Scaffolding Mechanisms Supporting Fast Neurotransmitter Release at the Presynaptic Active Zone

Abstract

Synaptic vesicle exocytosis from presynaptic nerve terminals occurs with extreme temporal and spatial precision, on the order of microseconds and nanometers. Within the presynaptic terminal, a protein complex known as the active zone enables this and serves as the site of vesicle fusion. Extensive research has identified individual protein components of the active zone and the important roles they play in controlling fusion. Active zone proteins are responsible for ‘docking’ vesicles to the plasma membrane, for generating fusion competent ‘readily releasable’ vesicles, and for positioning those vesicles in close proximity to Ca2+ channels to increase their release probability. Despite this functional knowledge, major questions remain about the structure of the active zone protein complex itself. First, the molecular mechanisms that establish and maintain the structural integrity of the active zone have remained unclear.
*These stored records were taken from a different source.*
use {
    crate::{
        define::start_code::SYSTEM_HEADER,
        errors::{MpegPsError, MpegPsErrorValue},
        timestamp::read_marker_bit,
        Unmarshal,
    },
    bytesio::bits_reader::BitsReader,
};

// marker_bit .. reserved_bits
pub const SYSTEM_HEADER_FIXED_LEN: usize = 6;
const STREAM_BOUND_LEN: usize = 3;

#[derive(Debug, Clone, Default, PartialEq, Eq)]
pub struct PsStreamBound {
    pub stream_id: u8,
    pub buffer_bound_scale: u8,
    pub buffer_size_bound: u16,
}

impl PsStreamBound {
    /// P-STD_buffer_size_bound is counted in 128 byte units when the scale
    /// is 0 (audio) and in 1024 byte units when it is 1 (video).
    pub fn buffer_size_bytes(&self) -> usize {
        let unit = if self.buffer_bound_scale == 0 { 128 } else { 1024 };
        self.buffer_size_bound as usize * unit
    }
}

#[derive(Debug, Clone, Default)]
pub struct PsSystemHeader {
    pub header_length: u16,
    pub rate_bound: u32,
    pub audio_bound: u8,
    pub fixed_flag: u8,
    pub csps_flag: u8,
    pub system_audio_lock_flag: u8,
    pub system_video_lock_flag: u8,
    pub video_bound: u8,
    pub packet_rate_restriction_flag: u8,
    pub streams: Vec<PsStreamBound>,
}

//T-REC-H.222.0-201703-S!!PDF-E.pdf Table 2-40 P66
// system_header () {
//     system_header_start_code 				32 bslbf
//     header_length 							16 uimsbf
//     marker_bit 								1 bslbf
//     rate_bound 								22 uimsbf
//     marker_bit 								1 bslbf
//     audio_bound 							    6 uimsbf
//     fixed_flag 								1 bslbf
//     CSPS_flag 								1 bslbf
//     system_audio_lock_flag 					1 bslbf
//     system_video_lock_flag 					1 bslbf
//     marker_bit								1 bslbf
//     video_bound 							    5 uimsbf
//     packet_rate_restriction_flag			    1 bslbf
//     reserved_bits 						    7 bslbf
//     while (nextbits () == '1') {
//         stream_id 							8 uimsbf
//         '11' 							    2 bslbf
//         P-STD_buffer_bound_scale 		    1 bslbf
//         P-STD_buffer_size_bound 		    13 uimsbf
//     }
// }
impl Unmarshal<&mut BitsReader, Result<Self, MpegPsError>> for PsSystemHeader {
    fn unmarshal(reader: &mut BitsReader) -> Result<Self, MpegPsError>
    where
        Self: Sized,
    {
        let start_code = reader.read_n_bits(32)? as u32;
        if start_code != SYSTEM_HEADER {
            return Err(MpegPsError {
                value: MpegPsErrorValue::StartCodeNotCorrect(start_code),
            });
        }

        let mut system_header = PsSystemHeader {
            header_length: reader.read_n_bits(16)? as u16,
            ..Default::default()
        };
        let body_start = reader.bytes_consumed();

        read_marker_bit(reader, "rate_bound")?;
        system_header.rate_bound = reader.read_n_bits(22)? as u32;
        read_marker_bit(reader, "rate_bound")?;

        system_header.audio_bound = reader.read_n_bits(6)? as u8;
        system_header.fixed_flag = reader.read_bit()?;
        system_header.csps_flag = reader.read_bit()?;

        system_header.system_audio_lock_flag = reader.read_bit()?;
        system_header.system_video_lock_flag = reader.read_bit()?;
        read_marker_bit(reader, "video_bound")?;
        system_header.video_bound = reader.read_n_bits(5)? as u8;

        system_header.packet_rate_restriction_flag = reader.read_bit()?;
        //reserved_bits
        reader.read_n_bits(7)?;

        let header_length = system_header.header_length as usize;
        let consumed = reader.bytes_consumed() - body_start;
        if header_length < consumed {
            return Err(MpegPsError {
                value: MpegPsErrorValue::NegativeLength {
                    declared: header_length,
                    required: consumed,
                },
            });
        }

        let streams_length = header_length - consumed;
        if streams_length % STREAM_BOUND_LEN != 0 {
            return Err(MpegPsError {
                value: MpegPsErrorValue::MalformedTable(format!(
                    "system header carries {streams_length} stream bound bytes, not a multiple of {STREAM_BOUND_LEN}"
                )),
            });
        }

        for _ in 0..streams_length / STREAM_BOUND_LEN {
            let stream_id = reader.read_n_bits(8)? as u8;
            if reader.read_n_bits(2)? != 0b11 {
                return Err(MpegPsError {
                    value: MpegPsErrorValue::MalformedTable(format!(
                        "stream bound of stream {stream_id:#04x} does not start with '11'"
                    )),
                });
            }
            let buffer_bound_scale = reader.read_bit()?;
            let buffer_size_bound = reader.read_n_bits(13)? as u16;

            system_header.streams.push(PsStreamBound {
                stream_id,
                buffer_bound_scale,
                buffer_size_bound,
            });
        }

        log::trace!(
            "system header: rate bound {}, {} stream(s)",
            system_header.rate_bound,
            system_header.streams.len()
        );

        Ok(system_header)
    }
}

#[cfg(test)]
mod tests {
    use super::{PsStreamBound, PsSystemHeader, SYSTEM_HEADER_FIXED_LEN};
    use crate::{errors::MpegPsErrorValue, Unmarshal};
    use bytes::BytesMut;
    use bytesio::{bits_reader::BitsReader, bytes_reader::BytesReader};

    const FIXED_FIELDS: [u8; 6] = [0x81, 0x86, 0xA1, 0x04, 0xE1, 0x7F];

    fn system_header(header_length: u16, streams: &[u8]) -> Vec<u8> {
        let mut data = vec![0x00, 0x00, 0x01, 0xBB];
        data.extend_from_slice(&header_length.to_be_bytes());
        data.extend_from_slice(&FIXED_FIELDS);
        data.extend_from_slice(streams);
        data
    }

    fn reader(data: &[u8]) -> BitsReader {
        BitsReader::new(BytesReader::new(BytesMut::from(data)))
    }

    #[test]
    fn test_parse_system_header() {
        let streams = [0xE0, 0xE1, 0x00, 0xC0, 0xC0, 0x20];
        let data = system_header(12, &streams);

        let mut reader = reader(&data);
        let header = PsSystemHeader::unmarshal(&mut reader).unwrap();

        assert_eq!(header.header_length, 12);
        assert_eq!(header.rate_bound, 50000);
        assert_eq!(header.audio_bound, 1);
        assert_eq!(header.fixed_flag, 0);
        assert_eq!(header.csps_flag, 0);
        assert_eq!(header.system_audio_lock_flag, 1);
        assert_eq!(header.system_video_lock_flag, 1);
        assert_eq!(header.video_bound, 1);
        assert_eq!(header.packet_rate_restriction_flag, 0);
        assert_eq!(
            header.streams,
            vec![
                PsStreamBound {
                    stream_id: 0xE0,
                    buffer_bound_scale: 1,
                    buffer_size_bound: 0x100,
                },
                PsStreamBound {
                    stream_id: 0xC0,
                    buffer_bound_scale: 0,
                    buffer_size_bound: 0x20,
                },
            ]
        );
        assert_eq!(header.streams[0].buffer_size_bytes(), 0x100 * 1024);
        assert_eq!(header.streams[1].buffer_size_bytes(), 0x20 * 128);
        assert_eq!(reader.bytes_consumed(), data.len());
    }

    #[test]
    fn test_no_stream_bounds() {
        let data = system_header(SYSTEM_HEADER_FIXED_LEN as u16, &[]);
        let header = PsSystemHeader::unmarshal(&mut reader(&data)).unwrap();
        assert!(header.streams.is_empty());
    }

    #[test]
    fn test_stream_bytes_not_multiple_of_3() {
        let data = system_header(10, &[0xE0, 0xE1, 0x00, 0xC0]);

        let err = PsSystemHeader::unmarshal(&mut reader(&data)).unwrap_err();
        assert!(matches!(err.value, MpegPsErrorValue::MalformedTable(_)));
    }

    #[test]
    fn test_header_length_too_small() {
        let data = system_header(4, &[]);

        let err = PsSystemHeader::unmarshal(&mut reader(&data)).unwrap_err();
        assert!(matches!(
            err.value,
            MpegPsErrorValue::NegativeLength {
                declared: 4,
                required: 6
            }
        ));
    }

    #[test]
    fn test_marker_bit_violation() {
        let mut data = system_header(6, &[]);
        data[6] = 0x01; // first marker bit cleared

        let err = PsSystemHeader::unmarshal(&mut reader(&data)).unwrap_err();
        assert!(matches!(err.value, MpegPsErrorValue::MarkerBitViolation(_)));
    }

    #[test]
    fn test_truncated_stream_bounds() {
        let data = system_header(12, &[0xE0, 0xE1, 0x00]);

        let err = PsSystemHeader::unmarshal(&mut reader(&data)).unwrap_err();
        assert!(err.is_truncated());
    }
}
Second, the scaffolding interactions that are responsible for localizing essential proteins to the active zone are incompletely understood. This work was designed to address these two questions using gene knockouts of important active zone protein families. I first analyzed the effects of knocking out ELKS, a protein family that may mediate active zone scaffolding. While these studies revealed no independent structural roles for ELKS, I found surprising diversity in the synaptic mechanisms that underlie release deficits in ELKS knockouts. In subsequent work, both ELKS and another active zone protein, RIM, were genetically removed. This resulted in near complete disassembly of the active zone protein complex, revealing surprising, strong scaffolding redundancy between ELKS and RIM. Finally, I determined how interactions between active zone proteins and presynaptic Ca2+ channels contribute to active zone scaffolding. Removing all CaV2 channels revealed that CaV2 channels themselves do not scaffold active zone proteins. Instead, multiple redundant interactions of the CaV2 C-terminus tether the channels to release sites. This work highlights a fundamental organizational principle of the active zone: highly redundant protein interactions ensure the structural integrity of the active zone. Such an organizational scheme can increase the functional reliability of this molecular machine and allow specific interactions and functions to be favored depending on the local context, enabling synapse-specific release properties.